TASK GOAL ::
Return all lines of the records that contain the word "height".
Top of RECORDS
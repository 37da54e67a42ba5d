//! FloodStag
//!
//! Stack- and queue-driven flood fill over packed-colour raster grids,
//! with periodic snapshots for animation playback.
//!
//! ## Grid Format
//! Grids are `ndarray::Array2<u32>` with shape `(height, width)` and one
//! packed `0xAARRGGBB` colour per pixel. Colours are compared by equality
//! only: no tolerance, no blending.
//!
//! ## Policies
//! - **Stack** (LIFO): depth-first growth that snakes along one arm of the
//!   region before backtracking
//! - **Queue** (FIFO): breadth-first growth as a wavefront around the seed
//!
//! Both policies paint exactly the same pixels; they differ in the
//! intermediate frames and in how much frontier churn they generate.
//!
//! ## Layout
//! - [`fill`]: the traversal core (coordinates, grids, frontiers, engine)
//! - [`io`]: image decoding/encoding and the on-disk frame sink
//! - [`runner`]: side-by-side policy runs on independent copies
//!
//! Python bindings (PyO3) and WASM bindings are available behind the
//! `python` and `wasm` features.

pub mod error;
pub mod fill;
pub mod io;
pub mod runner;

#[cfg(feature = "wasm")]
pub mod wasm;

pub use error::{FillError, Result};
pub use fill::{
    Color, Coord, FillConfig, FillEngine, FillOutcome, FillPolicy, FillRequest, FillStats, Grid,
    Snapshot, SnapshotSink,
};

// Python bindings (only when python feature is enabled)
#[cfg(feature = "python")]
mod python {
    use numpy::{IntoPyArray, PyArray2, PyReadonlyArray2};
    use pyo3::exceptions::PyValueError;
    use pyo3::prelude::*;

    use crate::error::FillError;
    use crate::fill::grid::parse_color;
    use crate::fill::{Coord, FillConfig, FillEngine, FillPolicy, FillRequest, DEFAULT_SNAPSHOT_INTERVAL};

    fn to_py_err(err: FillError) -> PyErr {
        PyValueError::new_err(err.to_string())
    }

    /// Flood fill a uint32 ARGB image.
    ///
    /// # Arguments
    /// * `image` - 2D array (height, width) of packed 0xAARRGGBB colours
    /// * `x`, `y` - Seed column and row
    /// * `boundary` - Colour that is never painted over
    /// * `replacement` - Fill colour
    /// * `policy` - "stack" (depth-first) or "queue" (breadth-first)
    /// * `interval` - Painted pixels between snapshots
    ///
    /// # Returns
    /// `(filled, pixels_painted, snapshots)`; the input array is not modified.
    #[pyfunction]
    #[pyo3(signature = (image, x, y, boundary, replacement, policy="stack", interval=DEFAULT_SNAPSHOT_INTERVAL))]
    #[allow(clippy::too_many_arguments, clippy::type_complexity)]
    pub fn flood_fill<'py>(
        py: Python<'py>,
        image: PyReadonlyArray2<'py, u32>,
        x: i32,
        y: i32,
        boundary: u32,
        replacement: u32,
        policy: &str,
        interval: usize,
    ) -> PyResult<(Bound<'py, PyArray2<u32>>, usize, Vec<Bound<'py, PyArray2<u32>>>)> {
        let policy: FillPolicy = policy.parse().map_err(to_py_err)?;
        let mut engine = FillEngine::new(FillConfig::with_interval(interval)).map_err(to_py_err)?;
        let request = FillRequest::new(Coord::new(x, y), boundary, replacement, policy);

        let outcome = engine.fill(image.as_array(), &request).map_err(to_py_err)?;
        let painted = outcome.pixels_painted();
        let snapshots = outcome
            .snapshots
            .into_iter()
            .map(|snapshot| snapshot.grid.into_pyarray(py))
            .collect();

        Ok((outcome.grid.into_pyarray(py), painted, snapshots))
    }

    /// Parse "#RRGGBB", "#AARRGGBB", "0xAARRGGBB" or a colour name to a packed u32.
    #[pyfunction]
    pub fn color(text: &str) -> PyResult<u32> {
        parse_color(text).map_err(to_py_err)
    }

    #[pymodule]
    pub fn floodstag(m: &Bound<'_, PyModule>) -> PyResult<()> {
        m.add_function(wrap_pyfunction!(flood_fill, m)?)?;
        m.add_function(wrap_pyfunction!(color, m)?)?;
        Ok(())
    }
}

#[cfg(feature = "python")]
pub use python::floodstag;
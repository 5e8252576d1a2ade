use std::io::Cursor;

use anyhow::Result;
use company_search::{Company, MatchResult};
use quick_xml::events::{BytesDecl, BytesEnd, BytesStart, BytesText, Event};
use quick_xml::Writer;
use serde::Serialize;

use crate::output::ValidationReport;

fn write_text<W: std::io::Write>(
    writer: &mut Writer<W>,
    tag: &str,
    text: &str,
) -> Result<(), quick_xml::Error> {
    writer.write_event(Event::Start(BytesStart::new(tag)))?;
    writer.write_event(Event::Text(BytesText::new(text)))?;
    writer.write_event(Event::End(BytesEnd::new(tag)))?;
    Ok(())
}

/// Recursively write a serde_json::Value as XML elements.
fn write_value<W: std::io::Write>(
    writer: &mut Writer<W>,
    tag: &str,
    value: &serde_json::Value,
) -> Result<(), quick_xml::Error> {
    match value {
        serde_json::Value::Null => {
            // Omit null fields entirely
        }
        serde_json::Value::Bool(b) => {
            write_text(writer, tag, if *b { "true" } else { "false" })?;
        }
        serde_json::Value::Number(n) => {
            write_text(writer, tag, &n.to_string())?;
        }
        serde_json::Value::String(s) => {
            write_text(writer, tag, s)?;
        }
        serde_json::Value::Array(arr) => {
            writer.write_event(Event::Start(BytesStart::new(tag)))?;
            for item in arr {
                write_value(writer, "item", item)?;
            }
            writer.write_event(Event::End(BytesEnd::new(tag)))?;
        }
        serde_json::Value::Object(map) => {
            writer.write_event(Event::Start(BytesStart::new(tag)))?;
            for (key, val) in map {
                write_value(writer, key, val)?;
            }
            writer.write_event(Event::End(BytesEnd::new(tag)))?;
        }
    }
    Ok(())
}

/// Serialize a slice of Serialize items into an XML string.
fn items_to_xml<T: Serialize>(root_tag: &str, item_tag: &str, items: &[T]) -> Result<String> {
    let mut writer = Writer::new_with_indent(Cursor::new(Vec::new()), b' ', 2);

    writer.write_event(Event::Decl(BytesDecl::new("1.0", Some("UTF-8"), None)))?;

    if items.is_empty() {
        writer.write_event(Event::Empty(BytesStart::new(root_tag)))?;
    } else {
        writer.write_event(Event::Start(BytesStart::new(root_tag)))?;
        for item in items {
            let val = serde_json::to_value(item)?;
            write_value(&mut writer, item_tag, &val)?;
        }
        writer.write_event(Event::End(BytesEnd::new(root_tag)))?;
    }

    let buf = writer.into_inner().into_inner();
    Ok(String::from_utf8(buf)?)
}

pub fn matches_to_xml(results: &[MatchResult<'_>]) -> Result<String> {
    items_to_xml("matches", "match", results)
}

pub fn suggestions_to_xml(suggestions: &[String]) -> Result<String> {
    items_to_xml("suggestions", "suggestion", suggestions)
}

pub fn validations_to_xml(reports: &[ValidationReport]) -> Result<String> {
    items_to_xml("validations", "validation", reports)
}

pub fn companies_to_xml(companies: &[Company]) -> Result<String> {
    items_to_xml("companies", "company", companies)
}
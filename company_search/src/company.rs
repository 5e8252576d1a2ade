//! Company records supplied to the search engine.

use serde::{Deserialize, Serialize};

use crate::identifier::IdentifierType;

/// A company with optional market identifiers.
///
/// Records are read-only input to the engine; search results borrow them
/// rather than copying.
#[derive(Serialize, Deserialize, Debug, Clone, Default, PartialEq)]
pub struct Company {
    /// Display name.
    pub name: String,

    /// Exchange ticker symbol.
    #[serde(default, skip_serializing_if = "Option::is_none")]
    pub ticker: Option<String>,

    /// Legal Entity Identifier.
    #[serde(default, skip_serializing_if = "Option::is_none")]
    pub lei: Option<String>,

    /// Financial Instrument Global Identifier.
    #[serde(default, skip_serializing_if = "Option::is_none")]
    pub figi: Option<String>,

    /// Refinitiv PermID.
    #[serde(default, skip_serializing_if = "Option::is_none")]
    pub permid: Option<String>,
}

impl Company {
    pub fn new(name: &str) -> Self {
        Self {
            name: name.to_string(),
            ..Self::default()
        }
    }

    pub fn with_ticker(mut self, ticker: &str) -> Self {
        self.ticker = Some(ticker.to_string());
        self
    }

    pub fn with_lei(mut self, lei: &str) -> Self {
        self.lei = Some(lei.to_string());
        self
    }

    pub fn with_figi(mut self, figi: &str) -> Self {
        self.figi = Some(figi.to_string());
        self
    }

    pub fn with_permid(mut self, permid: &str) -> Self {
        self.permid = Some(permid.to_string());
        self
    }

    /// The value of the field backing `identifier_type`, if set.
    pub fn identifier(&self, identifier_type: IdentifierType) -> Option<&str> {
        match identifier_type {
            IdentifierType::Ticker => self.ticker.as_deref(),
            IdentifierType::Lei => self.lei.as_deref(),
            IdentifierType::Figi => self.figi.as_deref(),
            IdentifierType::Permid => self.permid.as_deref(),
            IdentifierType::Name => Some(self.name.as_str()),
        }
    }

    /// Replace blank identifier strings with `None` and trim the rest.
    pub(crate) fn normalized(mut self) -> Self {
        fn clean(value: Option<String>) -> Option<String> {
            value
                .map(|v| v.trim().to_string())
                .filter(|v| !v.is_empty())
        }

        self.name = self.name.trim().to_string();
        self.ticker = clean(self.ticker);
        self.lei = clean(self.lei);
        self.figi = clean(self.figi);
        self.permid = clean(self.permid);
        self
    }
}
Bottom of RECORDS
RESULT FOR THIS TASK ::
//! Grids are `ndarray::Array2<u32>` with shape `(height, width)` and one
    /// * `image` - 2D array (height, width) of packed 0xAARRGGBB colours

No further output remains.